EXERCISE INSTRUCTIONS:
Go through the records and extract every line with the word "matches".

::: RECORDS

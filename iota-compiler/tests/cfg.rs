//! Structural properties of the per-method pipeline artifacts, checked
//! through the library API.

use iota_compiler::backend::hir::HirKind;
use iota_compiler::backend::lir::LirKind;
use iota_compiler::backend::regalloc::{self, AllocatorKind};
use iota_compiler::backend::regs::FIRST_VIRTUAL;
use iota_compiler::backend::Cfg;
use iota_compiler::compile_to_class;

const SUM: &str = r#"
    int sum(int n) {
        int i = 0;
        int s = 0;
        while (i < n) {
            s = s + i;
            i = i + 1;
        }
        return s;
    }
    void main() { write(sum(read())); }
"#;

/// Runs the per-method pipeline up to (optionally) register allocation.
fn build_cfgs(source: &str, allocate: Option<AllocatorKind>) -> Vec<Cfg> {
    let class = compile_to_class(source).expect("front end should accept source");
    let mut cfgs = Vec::new();
    for method in &class.methods {
        let mut cfg = Cfg::build(&class.constant_pool, method).expect("cfg should build");
        cfg.detect_loops(0, None);
        cfg.remove_unreachable_blocks();
        cfg.tuples_to_hir().expect("hir construction should succeed");
        cfg.cleanup_phi_functions();
        cfg.hir_to_lir().expect("lowering should succeed");
        cfg.resolve_phi_functions().expect("φ resolution should succeed");
        cfg.renumber_lir();
        if let Some(kind) = allocate {
            regalloc::allocate(kind, &mut cfg);
        }
        cfgs.push(cfg);
    }
    cfgs
}

fn cfg_for<'a>(cfgs: &'a [Cfg], name: &str) -> &'a Cfg {
    cfgs.iter()
        .find(|c| c.name == name)
        .unwrap_or_else(|| panic!("no cfg for {name}"))
}

fn surviving_phis(cfg: &Cfg) -> Vec<&HirKind> {
    cfg.block_ids()
        .into_iter()
        .flat_map(|b| cfg.blocks[b].hir.iter())
        .map(|&id| &cfg.hir_map[&cfg.resolve(id)].kind)
        .filter(|k| matches!(k, HirKind::Phi { .. }))
        .collect()
}

#[test]
fn edges_are_symmetric() {
    for cfg in build_cfgs(SUM, None) {
        for bid in cfg.block_ids() {
            for &succ in &cfg.blocks[bid].successors {
                assert!(
                    cfg.blocks[succ].predecessors.contains(&bid),
                    "B{bid} -> B{succ} missing the reverse predecessor edge"
                );
            }
            for &pred in &cfg.blocks[bid].predecessors {
                assert!(
                    cfg.blocks[pred].successors.contains(&bid),
                    "B{pred} <- B{bid} missing the forward successor edge"
                );
            }
        }
    }
}

#[test]
fn all_remaining_blocks_are_reachable() {
    let source = r#"
        void main() {
            if (read() == 0) {
                return;
            } else {
                return;
            }
            write(1);
        }
    "#;
    for cfg in build_cfgs(source, None) {
        for bid in cfg.block_ids() {
            assert!(
                cfg.blocks[bid].is_visited,
                "B{bid} survived pruning but was never reached"
            );
        }
    }
}

#[test]
fn leaders_start_blocks() {
    for cfg in build_cfgs(SUM, None) {
        for bid in cfg.block_ids() {
            let tuples = &cfg.blocks[bid].tuples;
            if let Some(first) = tuples.first() {
                assert!(first.is_leader, "B{bid} does not start at a leader");
            }
            for tuple in tuples.iter().skip(1) {
                assert!(
                    !tuple.is_leader,
                    "leader at pc {} is not at a block start",
                    tuple.pc
                );
            }
        }
    }
}

#[test]
fn loop_marks_on_while() {
    let cfgs = build_cfgs(SUM, None);
    let sum = cfg_for(&cfgs, "sum");
    let heads: Vec<_> = sum
        .block_ids()
        .into_iter()
        .filter(|&b| sum.blocks[b].is_loop_head)
        .collect();
    let tails: Vec<_> = sum
        .block_ids()
        .into_iter()
        .filter(|&b| sum.blocks[b].is_loop_tail)
        .collect();
    assert_eq!(heads.len(), 1, "one while loop, one loop head");
    assert_eq!(tails.len(), 1, "one while loop, one loop tail");
    let head = heads[0];
    assert_eq!(
        sum.blocks[head].predecessors.len(),
        2,
        "loop head joins entry and back edge"
    );
    assert!(
        sum.blocks[tails[0]].successors.contains(&head),
        "loop tail must branch back to the head"
    );
}

#[test]
fn loop_phis_survive_cleanup() {
    let cfgs = build_cfgs(SUM, None);
    let sum = cfg_for(&cfgs, "sum");
    // φs for i and s survive; the φ for the unmodified parameter n is
    // cleaned up as redundant.
    assert_eq!(surviving_phis(sum).len(), 2);
}

#[test]
fn phi_arguments_match_predecessors() {
    let cfgs = build_cfgs(SUM, None);
    for cfg in &cfgs {
        for bid in cfg.block_ids() {
            for &id in &cfg.blocks[bid].hir {
                let ins = &cfg.hir_map[&cfg.resolve(id)];
                if let HirKind::Phi {
                    args,
                    local: Some(_),
                } = &ins.kind
                {
                    assert_eq!(
                        args.len(),
                        cfg.blocks[ins.block].predecessors.len(),
                        "φ arity must match its block's predecessor count"
                    );
                }
            }
        }
    }
}

#[test]
fn phi_resolution_inserts_copies_in_predecessors() {
    let cfgs = build_cfgs(SUM, None);
    let sum = cfg_for(&cfgs, "sum");
    let head = sum
        .block_ids()
        .into_iter()
        .find(|&b| sum.blocks[b].is_loop_head)
        .expect("sum has a loop head");
    for &pred in &sum.blocks[head].predecessors {
        let copies = sum.blocks[pred]
            .lir
            .iter()
            .filter(|l| matches!(l.kind, LirKind::Copy))
            .count();
        assert!(
            copies >= 2,
            "predecessor B{pred} should copy both carried values, found {copies}"
        );
        // Copies sit before a terminating jump, never after.
        if let Some(last) = sum.blocks[pred].lir.last() {
            if matches!(last.kind, LirKind::Jump { .. }) {
                let jumps = sum.blocks[pred]
                    .lir
                    .iter()
                    .filter(|l| matches!(l.kind, LirKind::Jump { .. }))
                    .count();
                assert_eq!(jumps, 1, "exactly one terminator in B{pred}");
            }
        }
    }
}

#[test]
fn single_return_does_not_merge_stack() {
    let source = r#"
        int f(int x) {
            if (x == 0) {
                return 1;
            } else {
                return 2;
            }
        }
        void main() { write(f(read())); }
    "#;
    let cfgs = build_cfgs(source, None);
    let f = cfg_for(&cfgs, "f");
    let stack_phis = surviving_phis(f)
        .into_iter()
        .filter(|k| matches!(k, HirKind::Phi { local: None, .. }))
        .count();
    assert_eq!(stack_phis, 0, "each arm returns its own single value");
}

#[test]
fn materialized_boolean_merges_stack_at_return() {
    let source = r#"
        boolean same(int a, int b) { return a == b; }
        void main() { write(same(read(), read())); }
    "#;
    let cfgs = build_cfgs(source, None);
    let same = cfg_for(&cfgs, "same");
    let stack_phis = surviving_phis(same)
        .into_iter()
        .filter(|k| matches!(k, HirKind::Phi { local: None, .. }))
        .count();
    assert_eq!(
        stack_phis, 1,
        "returning a materialized boolean merges two stacked values"
    );
}

#[test]
fn materialized_boolean_assignment_merges_stack() {
    let source = r#"
        void main() {
            boolean b = read() == 0;
            if (b) {
                write(1);
            }
        }
    "#;
    let cfgs = build_cfgs(source, None);
    let main = cfg_for(&cfgs, "main");
    // The 1/0 arms of the materialized comparison merge into a φ whose
    // value the store then consumes; each arm feeds it through a copy.
    let stack_phis: Vec<_> = main
        .block_ids()
        .into_iter()
        .flat_map(|b| main.blocks[b].hir.iter().map(move |&id| (b, id)))
        .filter(|&(_, id)| {
            matches!(
                main.hir_map[&main.resolve(id)].kind,
                HirKind::Phi { local: None, .. }
            )
        })
        .collect();
    assert_eq!(stack_phis.len(), 1, "expected one stack-merge φ");
    let (merge_block, _) = stack_phis[0];
    assert_eq!(main.blocks[merge_block].predecessors.len(), 2);
    for &pred in &main.blocks[merge_block].predecessors {
        assert!(
            main.blocks[pred]
                .lir
                .iter()
                .any(|l| matches!(l.kind, LirKind::Copy)),
            "predecessor B{pred} must copy its arm's value into the φ register"
        );
    }
}

#[test]
fn lir_ids_are_stride_five() {
    let cfgs = build_cfgs(SUM, None);
    for cfg in &cfgs {
        let mut expected = 0;
        for bid in cfg.block_ids() {
            for ins in &cfg.blocks[bid].lir {
                assert_eq!(ins.id, expected, "LIR ids must advance by five");
                expected += 5;
            }
        }
    }
}

#[test]
fn allocation_assigns_every_virtual_register() {
    for kind in [AllocatorKind::Naive, AllocatorKind::Graph] {
        for cfg in build_cfgs(SUM, Some(kind)) {
            for bid in cfg.block_ids() {
                for ins in &cfg.blocks[bid].lir {
                    for &reg in ins.reads.iter().chain(ins.write.iter()) {
                        if reg >= FIRST_VIRTUAL {
                            assert!(
                                cfg.registers[reg as usize]
                                    .as_virtual()
                                    .and_then(|v| v.preg)
                                    .is_some(),
                                "v{reg} has no physical register ({kind:?})"
                            );
                        }
                    }
                }
            }
        }
    }
}

#[test]
fn spills_are_bracketed_by_loads_and_stores() {
    let source = r#"
        void main() {
            int a = read(); int b = read(); int c = read(); int d = read();
            int e = read(); int f = read(); int g = read(); int h = read();
            int i = read(); int j = read(); int k = read(); int l = read();
            int m = read();
            write(a + b + c + d + e + f + g + h + i + j + k + l + m);
        }
    "#;
    for kind in [AllocatorKind::Naive, AllocatorKind::Graph] {
        let cfgs = build_cfgs(source, Some(kind));
        let main = cfg_for(&cfgs, "main");
        let mut saw_spill = false;
        for bid in main.block_ids() {
            let lir = &main.blocks[bid].lir;
            for (i, ins) in lir.iter().enumerate() {
                for &read in &ins.reads {
                    let Some(v) = main
                        .registers
                        .get(read as usize)
                        .and_then(|r| r.as_virtual())
                    else {
                        continue;
                    };
                    if !v.spill {
                        continue;
                    }
                    saw_spill = true;
                    // A reload must sit in the stride gap just before.
                    let reload = lir[..i].iter().rev().take(2).any(|prev| {
                        matches!(prev.kind, LirKind::Load { offset } if offset == v.offset)
                            && prev.id > ins.id - 5
                            && prev.id < ins.id
                    });
                    assert!(
                        reload,
                        "spilled v{read} read at {} without a reload ({kind:?})",
                        ins.id
                    );
                }
                if let Some(write) = ins.write {
                    if let Some(v) = main
                        .registers
                        .get(write as usize)
                        .and_then(|r| r.as_virtual())
                    {
                        if v.spill {
                            let store = lir.get(i + 1).map_or(false, |next| {
                                matches!(next.kind, LirKind::Store { offset } if offset == v.offset)
                                    && next.id == ins.id + 1
                            });
                            assert!(
                                store,
                                "spilled v{write} written at {} without a store ({kind:?})",
                                ins.id
                            );
                        }
                    }
                }
            }
        }
        assert!(saw_spill, "register pressure should force a spill ({kind:?})");
    }
}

::::::

ANSWER TO THIS PROBLEM:
        .filter(|k| matches!(k, HirKind::Phi { .. }))
            .filter(|l| matches!(l.kind, LirKind::Copy))
            if matches!(last.kind, LirKind::Jump { .. }) {
                    .filter(|l| matches!(l.kind, LirKind::Jump { .. }))
        .filter(|k| matches!(k, HirKind::Phi { local: None, .. }))
        .filter(|k| matches!(k, HirKind::Phi { local: None, .. }))
            matches!(
                .any(|l| matches!(l.kind, LirKind::Copy)),
                        matches!(prev.kind, LirKind::Load { offset } if offset == v.offset)
                                matches!(next.kind, LirKind::Store { offset } if offset == v.offset)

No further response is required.